• **WHAT YOU SHOULD DO**
Reproduce every entry exactly.

• **EXTRACTED RECORDS**

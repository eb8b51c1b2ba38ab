//! Gallery image card widget
//!
//! A 9:16 cover-cropped image over a single-line caption. The card grows
//! slightly and its shadow deepens as `hover_progress` goes from 0 to 1.
//!
//! # Design
//!
//! This is a reusable widget that uses generic Message types.
//! It does not depend on application-specific types.

use iced::widget::{column, container, image, mouse_area, text};
use iced::{Alignment, ContentFit, Element, Fill, Padding};

use crate::ui::theme;

/// Height over width of the image area
const ASPECT: f32 = 16.0 / 9.0;

/// How much the card grows at full hover (scale 1.05)
const HOVER_GROWTH: f32 = 0.05;

const CAPTION_SIZE: f32 = 14.0;
const CAPTION_PADDING: f32 = 16.0;
const IMAGE_RADIUS: f32 = 12.0;

/// What to show in the image area
#[derive(Debug, Clone, Copy)]
pub enum CardImage<'a> {
    Ready(&'a image::Handle),
    /// No image; the text stands in for it
    Missing(&'a str),
}

/// Create an image card element
///
/// # Arguments
/// * `caption` - Text under the image, truncated to one line
/// * `picture` - Image handle or stand-in text
/// * `cell_width` - Width of the grid cell the card lives in
/// * `hover_progress` - Hover animation progress (0.0 to 1.0)
/// * `on_open` - Message to send when the card is clicked
/// * `on_hover` / `on_unhover` - Hover tracking messages
pub fn view<'a, Message: Clone + 'a>(
    caption: &'a str,
    picture: CardImage<'a>,
    cell_width: f32,
    hover_progress: f32,
    on_open: Message,
    on_hover: Message,
    on_unhover: Message,
) -> Element<'a, Message> {
    // Resting size leaves room to grow into the cell
    let inset = cell_width * HOVER_GROWTH / 2.0 * (1.0 - hover_progress);
    let width = (cell_width - inset * 2.0).max(1.0);
    let image_height = width * ASPECT;

    let picture: Element<'a, Message> = match picture {
        CardImage::Ready(handle) => image(handle.clone())
            .width(width)
            .height(image_height)
            .content_fit(ContentFit::Cover)
            .border_radius(iced::border::top(IMAGE_RADIUS))
            .into(),
        CardImage::Missing(label) => container(
            text(label)
                .size(CAPTION_SIZE)
                .align_x(iced::alignment::Horizontal::Center)
                .color(theme::PINK_400),
        )
        .width(width)
        .height(image_height)
        .padding(CAPTION_PADDING)
        .center_x(width)
        .center_y(image_height)
        .style(theme::image_placeholder)
        .into(),
    };

    let caption_chars = chars_that_fit(width - CAPTION_PADDING * 2.0, CAPTION_SIZE);
    let caption_color = if hover_progress > 0.5 {
        theme::PINK_500
    } else {
        theme::PINK_700
    };
    let caption = container(
        text(truncate_text(caption, caption_chars))
            .size(CAPTION_SIZE)
            .color(caption_color)
            .font(iced::Font {
                weight: iced::font::Weight::Semibold,
                ..Default::default()
            }),
    )
    .padding(CAPTION_PADDING)
    .width(Fill);

    let card = container(column![picture, caption])
        .width(width)
        .style(move |theme| theme::card(theme, hover_progress));

    let cell = container(card)
        .padding(Padding::new(inset))
        .width(cell_width)
        .align_x(Alignment::Center);

    mouse_area(cell)
        .on_press(on_open)
        .on_enter(on_hover)
        .on_exit(on_unhover)
        .interaction(iced::mouse::Interaction::Pointer)
        .into()
}

/// Rough number of characters that fit on one line
fn chars_that_fit(width: f32, size: f32) -> usize {
    ((width / (size * 0.55)).floor() as usize).max(4)
}

/// Truncate to `max_chars` characters with an ellipsis
fn truncate_text(s: &str, max_chars: usize) -> String {
    if s.chars().count() > max_chars {
        let truncated: String = s.chars().take(max_chars.saturating_sub(1)).collect();
        format!("{}…", truncated.trim_end())
    } else {
        s.to_string()
    }
}

#[cfg(test)]
mod tests {
    use super::*;

    #[test]
    fn test_truncate_text() {
        assert_eq!(truncate_text("short", 10), "short");
        assert_eq!(truncate_text("Calya lucu sekali", 8), "Calya l…");
        // Counted in chars, not bytes
        assert_eq!(truncate_text("💞💞💞", 3), "💞💞💞");
        assert_eq!(truncate_text("💞💞💞💞", 3), "💞💞…");
    }

    #[test]
    fn test_chars_that_fit_has_floor() {
        assert_eq!(chars_that_fit(0.0, 14.0), 4);
        assert!(chars_that_fit(300.0, 14.0) > chars_that_fit(150.0, 14.0));
    }
}
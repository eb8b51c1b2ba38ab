//! Canvas effects drawn beneath the page content

pub mod petals;
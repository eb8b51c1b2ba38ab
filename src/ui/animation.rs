//! Animation helpers built on `iced_anim`
//!
//! - `HoverAnimations`: eased hover progress for gallery cards
//! - `Pulse`: the now-playing glow

mod hover;

pub use hover::{HoverAnimations, Pulse};
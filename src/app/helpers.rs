//! Helper functions for async downloads and the audio event stream

use futures_util::Stream;

use crate::audio::{AudioEvent, AudioEventReceiver};
use crate::cache::{Asset, AssetCache};
use crate::utils::{detect_image_format, fetch_cached};

/// Download an image and make sure it is something we can decode
pub async fn load_image(
    client: reqwest::Client,
    cache: AssetCache,
    url: String,
    max_bytes: u64,
) -> Result<Asset, String> {
    let asset = fetch_cached(&client, &cache, &url, max_bytes)
        .await
        .map_err(|e| format!("{:#}", e))?;

    match detect_image_format(asset.as_ref()) {
        Some(format) => {
            tracing::debug!("Image {} is {}", url, format);
            Ok(asset)
        }
        None => Err(format!("{} is not a supported image", url)),
    }
}

/// Download a track body
pub async fn load_track(
    client: reqwest::Client,
    cache: AssetCache,
    url: String,
    max_bytes: u64,
) -> Result<Asset, String> {
    let asset = fetch_cached(&client, &cache, &url, max_bytes)
        .await
        .map_err(|e| format!("{:#}", e))?;
    if asset.is_empty() {
        return Err(format!("{} returned an empty body", url));
    }
    Ok(asset)
}

/// Forward audio thread events until the thread exits
pub fn audio_events(mut rx: AudioEventReceiver) -> impl Stream<Item = Option<AudioEvent>> {
    async_stream::stream! {
        while let Some(event) = rx.recv().await {
            yield Some(event);
        }
        // Channel closed: the audio thread is gone
        yield None;
    }
}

• **RESPONSE TO THE EXERCISE**
repository eb8b51c1b2ba38ab
//! Gallery image card widget
//!
//! A 9:16 cover-cropped image over a single-line caption. The card grows
//! slightly and its shadow deepens as `hover_progress` goes from 0 to 1.
//!
//! # Design
//!
//! This is a reusable widget that uses generic Message types.
//! It does not depend on application-specific types.

use iced::widget::{column, container, image, mouse_area, text};
use iced::{Alignment, ContentFit, Element, Fill, Padding};

use crate::ui::theme;

/// Height over width of the image area
const ASPECT: f32 = 16.0 / 9.0;

/// How much the card grows at full hover (scale 1.05)
const HOVER_GROWTH: f32 = 0.05;

const CAPTION_SIZE: f32 = 14.0;
const CAPTION_PADDING: f32 = 16.0;
const IMAGE_RADIUS: f32 = 12.0;

/// What to show in the image area
#[derive(Debug, Clone, Copy)]
pub enum CardImage<'a> {
    Ready(&'a image::Handle),
    /// No image; the text stands in for it
    Missing(&'a str),
}

/// Create an image card element
///
/// # Arguments
/// * `caption` - Text under the image, truncated to one line
/// * `picture` - Image handle or stand-in text
/// * `cell_width` - Width of the grid cell the card lives in
/// * `hover_progress` - Hover animation progress (0.0 to 1.0)
/// * `on_open` - Message to send when the card is clicked
/// * `on_hover` / `on_unhover` - Hover tracking messages
pub fn view<'a, Message: Clone + 'a>(
    caption: &'a str,
    picture: CardImage<'a>,
    cell_width: f32,
    hover_progress: f32,
    on_open: Message,
    on_hover: Message,
    on_unhover: Message,
) -> Element<'a, Message> {
    // Resting size leaves room to grow into the cell
    let inset = cell_width * HOVER_GROWTH / 2.0 * (1.0 - hover_progress);
    let width = (cell_width - inset * 2.0).max(1.0);
    let image_height = width * ASPECT;

    let picture: Element<'a, Message> = match picture {
        CardImage::Ready(handle) => image(handle.clone())
            .width(width)
            .height(image_height)
            .content_fit(ContentFit::Cover)
            .border_radius(iced::border::top(IMAGE_RADIUS))
            .into(),
        CardImage::Missing(label) => container(
            text(label)
                .size(CAPTION_SIZE)
                .align_x(iced::alignment::Horizontal::Center)
                .color(theme::PINK_400),
        )
        .width(width)
        .height(image_height)
        .padding(CAPTION_PADDING)
        .center_x(width)
        .center_y(image_height)
        .style(theme::image_placeholder)
        .into(),
    };

    let caption_chars = chars_that_fit(width - CAPTION_PADDING * 2.0, CAPTION_SIZE);
    let caption_color = if hover_progress > 0.5 {
        theme::PINK_500
    } else {
        theme::PINK_700
    };
    let caption = container(
        text(truncate_text(caption, caption_chars))
            .size(CAPTION_SIZE)
            .color(caption_color)
            .font(iced::Font {
                weight: iced::font::Weight::Semibold,
                ..Default::default()
            }),
    )
    .padding(CAPTION_PADDING)
    .width(Fill);

    let card = container(column![picture, caption])
        .width(width)
        .style(move |theme| theme::card(theme, hover_progress));

    let cell = container(card)
        .padding(Padding::new(inset))
        .width(cell_width)
        .align_x(Alignment::Center);

    mouse_area(cell)
        .on_press(on_open)
        .on_enter(on_hover)
        .on_exit(on_unhover)
        .interaction(iced::mouse::Interaction::Pointer)
        .into()
}

/// Rough number of characters that fit on one line
fn chars_that_fit(width: f32, size: f32) -> usize {
    ((width / (size * 0.55)).floor() as usize).max(4)
}

/// Truncate to `max_chars` characters with an ellipsis
fn truncate_text(s: &str, max_chars: usize) -> String {
    if s.chars().count() > max_chars {
        let truncated: String = s.chars().take(max_chars.saturating_sub(1)).collect();
        format!("{}…", truncated.trim_end())
    } else {
        s.to_string()
    }
}

#[cfg(test)]
mod tests {
    use super::*;

    #[test]
    fn test_truncate_text() {
        assert_eq!(truncate_text("short", 10), "short");
        assert_eq!(truncate_text("Calya lucu sekali", 8), "Calya l…");
        // Counted in chars, not bytes
        assert_eq!(truncate_text("💞💞💞", 3), "💞💞💞");
        assert_eq!(truncate_text("💞💞💞💞", 3), "💞💞…");
    }

    #[test]
    fn test_chars_that_fit_has_floor() {
        assert_eq!(chars_that_fit(0.0, 14.0), 4);
        assert!(chars_that_fit(300.0, 14.0) > chars_that_fit(150.0, 14.0));
    }
}
repository eb8b51c1b2ba38ab
//! Canvas effects drawn beneath the page content

pub mod petals;
repository eb8b51c1b2ba38ab
filename src/ui/animation.rs
//! Animation helpers built on `iced_anim`
//!
//! - `HoverAnimations`: eased hover progress for gallery cards
//! - `Pulse`: the now-playing glow

mod hover;

pub use hover::{HoverAnimations, Pulse};
filename src/app/helpers.rs
//! Helper functions for async downloads and the audio event stream

use futures_util::Stream;

use crate::audio::{AudioEvent, AudioEventReceiver};
use crate::cache::{Asset, AssetCache};
use crate::utils::{detect_image_format, fetch_cached};

/// Download an image and make sure it is something we can decode
pub async fn load_image(
    client: reqwest::Client,
    cache: AssetCache,
    url: String,
    max_bytes: u64,
) -> Result<Asset, String> {
    let asset = fetch_cached(&client, &cache, &url, max_bytes)
        .await
        .map_err(|e| format!("{:#}", e))?;

    match detect_image_format(asset.as_ref()) {
        Some(format) => {
            tracing::debug!("Image {} is {}", url, format);
            Ok(asset)
        }
        None => Err(format!("{} is not a supported image", url)),
    }
}

/// Download a track body
pub async fn load_track(
    client: reqwest::Client,
    cache: AssetCache,
    url: String,
    max_bytes: u64,
) -> Result<Asset, String> {
    let asset = fetch_cached(&client, &cache, &url, max_bytes)
        .await
        .map_err(|e| format!("{:#}", e))?;
    if asset.is_empty() {
        return Err(format!("{} returned an empty body", url));
    }
    Ok(asset)
}

/// Forward audio thread events until the thread exits
pub fn audio_events(mut rx: AudioEventReceiver) -> impl Stream<Item = Option<AudioEvent>> {
    async_stream::stream! {
        while let Some(event) = rx.recv().await {
            yield Some(event);
        }
        // Channel closed: the audio thread is gone
        yield None;
    }
}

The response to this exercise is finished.